→ Task goal: Would you output the entries below only from the line containing "let json = document" through the line containing "impl AuditSink for", exactly as they stand and with both ends included?

Saved data entries:

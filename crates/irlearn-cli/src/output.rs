//! Where the finished document goes, plus the audit log sink.

use std::fs;
use std::io::{self, Write};
use std::path::PathBuf;

use anyhow::{bail, Context, Result};
use irlearn_core::{AuditSink, OutputDocument};
use tracing::{debug, info, warn};

/// Target for the finished document.
#[derive(Debug, Clone, PartialEq, Eq)]
pub enum Destination {
    Stdout,
    File(PathBuf),
}

impl Destination {
    /// Resolve the destination before any work starts, so a learning session
    /// is never lost to an unwritable path at the end.
    pub fn prepare(path: Option<PathBuf>, force: bool) -> Result<Self> {
        let Some(path) = path else {
            return Ok(Destination::Stdout);
        };

        if path.is_dir() {
            bail!("Output path {} is a directory", path.display());
        }
        if path.exists() && !force {
            bail!(
                "Output file {} already exists (use --force to overwrite)",
                path.display()
            );
        }
        if let Some(parent) = path.parent().filter(|p| !p.as_os_str().is_empty()) {
            if !parent.is_dir() {
                bail!("Output directory {} does not exist", parent.display());
            }
        }

        Ok(Destination::File(path))
    }

    pub fn write(&self, document: &OutputDocument) -> Result<()> {
        let json = document
            .to_json_pretty()
            .context("Failed to serialize document")?;

        match self {
            Destination::Stdout => {
                let mut stdout = io::stdout().lock();
                writeln!(stdout, "{}", json).context("Failed to write document to stdout")?;
            }
            Destination::File(path) => {
                fs::write(path, format!("{}\n", json))
                    .with_context(|| format!("Failed to write {}", path.display()))?;
                info!("Wrote {} commands to {}", document.filled_count(), path.display());
            }
        }
        Ok(())
    }
}

/// Logs the whole document at debug level after every accepted command.
#[derive(Debug, Default)]
pub struct TracingAudit;

impl AuditSink for TracingAudit {
    fn record(&mut self, document: &OutputDocument) {
        match document.to_json_pretty() {
            Ok(json) => debug!(
                target: "irlearn::audit",
                filled = document.filled_count(),
                total = document.leaf_count(),
                "{}",
                json
            ),
            Err(e) => warn!(target: "irlearn::audit", "Failed to serialize document: {}", e),
        }
    }
}
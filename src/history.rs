//! Historical snapshot scanning and baseline construction
//!
//! Daily snapshots are written as `<prefix>_<YYYY-MM-DD>.csv` into one
//! directory. The scan collects every matching file, orders the tables by the
//! date embedded in the filename, and hands back the earliest and latest. The
//! earliest becomes the baseline that trend computation compares against.
//!
//! Filenames that don't match the pattern are ignored; a matching file that
//! fails to parse aborts the whole scan so corrupt data is never silently
//! skipped.

use chrono::NaiveDate;
use std::collections::HashMap;
use std::path::Path;

use crate::constants;
use crate::error::{PipelineError, Result};
use crate::snapshot::{self, CardRecord};

/// A dated table of card prices
#[derive(Debug, Clone)]
pub struct Snapshot {
    pub as_of: NaiveDate,
    pub rows: Vec<CardRecord>,
}

/// Earliest and latest historical snapshots by embedded date
///
/// When exactly one history file exists, both fields hold the same table.
#[derive(Debug, Clone)]
pub struct HistoryScan {
    pub earliest: Snapshot,
    pub latest: Snapshot,
}

/// Baseline prices for one card name
#[derive(Debug, Clone, Copy, PartialEq)]
pub struct BaselinePrice {
    pub raw: Option<f64>,
    pub graded: Option<f64>,
}

/// Lookup from card name to its baseline prices
pub type BaselineLookup = HashMap<String, BaselinePrice>;

/// Extract the date embedded in a history filename
///
/// Returns `None` for anything that isn't exactly
/// `<prefix>_<YYYY-MM-DD>.csv`, signalling "not a history file" rather than
/// an error.
pub fn history_file_date(file_name: &str, prefix: &str) -> Option<NaiveDate> {
    let rest = file_name.strip_prefix(prefix)?.strip_prefix('_')?;
    let date_str = rest.strip_suffix(constants::HISTORY_EXTENSION)?.strip_suffix('.')?;
    NaiveDate::parse_from_str(date_str, constants::DATE_FORMAT).ok()
}

/// Load every dated history file in a directory, sorted by embedded date
///
/// Filenames that don't match the pattern are skipped silently. A matching
/// file that cannot be read or parsed fails the whole collection with the
/// file named in the error.
pub fn collect_snapshots(dir: &Path, prefix: &str) -> Result<Vec<Snapshot>> {
    if !dir.is_dir() {
        return Ok(Vec::new());
    }

    let mut snapshots: Vec<Snapshot> = Vec::new();

    for entry in std::fs::read_dir(dir)? {
        let entry = entry?;
        let file_name = entry.file_name();
        let Some(name) = file_name.to_str() else {
            continue;
        };
        let Some(as_of) = history_file_date(name, prefix) else {
            continue;
        };

        let path = entry.path();
        let mut rows =
            snapshot::load_snapshot(&path).map_err(|e| PipelineError::MalformedHistoryFile {
                path: path.clone(),
                reason: e.to_string(),
            })?;

        // A single file-level date applies to every row, overriding any
        // per-row Date column.
        for row in &mut rows {
            row.as_of = Some(as_of);
        }

        snapshots.push(Snapshot { as_of, rows });
    }

    snapshots.sort_by_key(|s| s.as_of);
    Ok(snapshots)
}

/// Scan a directory for dated history files
///
/// Returns `Ok(None)` when no file matches, which callers treat as "no
/// history available" and disable trend computation.
pub fn scan_history(dir: &Path, prefix: &str) -> Result<Option<HistoryScan>> {
    let snapshots = collect_snapshots(dir, prefix)?;
    if snapshots.is_empty() {
        return Ok(None);
    }

    let earliest = snapshots[0].clone();
    let latest = snapshots[snapshots.len() - 1].clone();
    Ok(Some(HistoryScan { earliest, latest }))
}

/// Build the name -> baseline-price lookup from a snapshot
///
/// Later duplicates of a name overwrite earlier ones, matching the original
/// tracker's last-wins map construction.
pub fn baseline_lookup(snapshot: &Snapshot) -> BaselineLookup {
    let mut lookup = BaselineLookup::new();
    for row in &snapshot.rows {
        lookup.insert(
            row.name.clone(),
            BaselinePrice {
                raw: row.raw_price,
                graded: row.graded_price,
            },
        );
    }
    lookup
}
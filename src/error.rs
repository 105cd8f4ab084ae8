//! Pipeline error taxonomy
//!
//! Load-time failures name the offending file and column so the operator can
//! locate bad data. A missing history baseline is not an error anywhere in
//! this crate; callers simply skip trend computation.

use std::path::PathBuf;

#[derive(Debug, thiserror::Error)]
pub enum PipelineError {
    /// A required column is absent from an input table. Fatal for that load.
    #[error("missing required column '{column}' in {}", .path.display())]
    DataIntegrity { column: String, path: PathBuf },

    /// A file matching the history pattern could not be parsed. Fatal for the
    /// history scan only; the caller may proceed without trends.
    #[error("malformed history file {}: {reason}", .path.display())]
    MalformedHistoryFile { path: PathBuf, reason: String },

    /// A filter parameter is outside its declared domain. Fatal for that
    /// evaluation call only.
    #[error("invalid filter parameter: {0}")]
    InvalidParameter(String),

    #[error("IO error: {0}")]
    Io(#[from] std::io::Error),

    #[error("CSV error: {0}")]
    Csv(#[from] csv::Error),
}

pub type Result<T> = std::result::Result<T, PipelineError>;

→ Solution to this exercise:
        let json = document
            .to_json_pretty()
            .context("Failed to serialize document")?;

        match self {
            Destination::Stdout => {
                let mut stdout = io::stdout().lock();
                writeln!(stdout, "{}", json).context("Failed to write document to stdout")?;
            }
            Destination::File(path) => {
                fs::write(path, format!("{}\n", json))
                    .with_context(|| format!("Failed to write {}", path.display()))?;
                info!("Wrote {} commands to {}", document.filled_count(), path.display());
            }
        }
        Ok(())
    }
}

/// Logs the whole document at debug level after every accepted command.
#[derive(Debug, Default)]
pub struct TracingAudit;

impl AuditSink for TracingAudit {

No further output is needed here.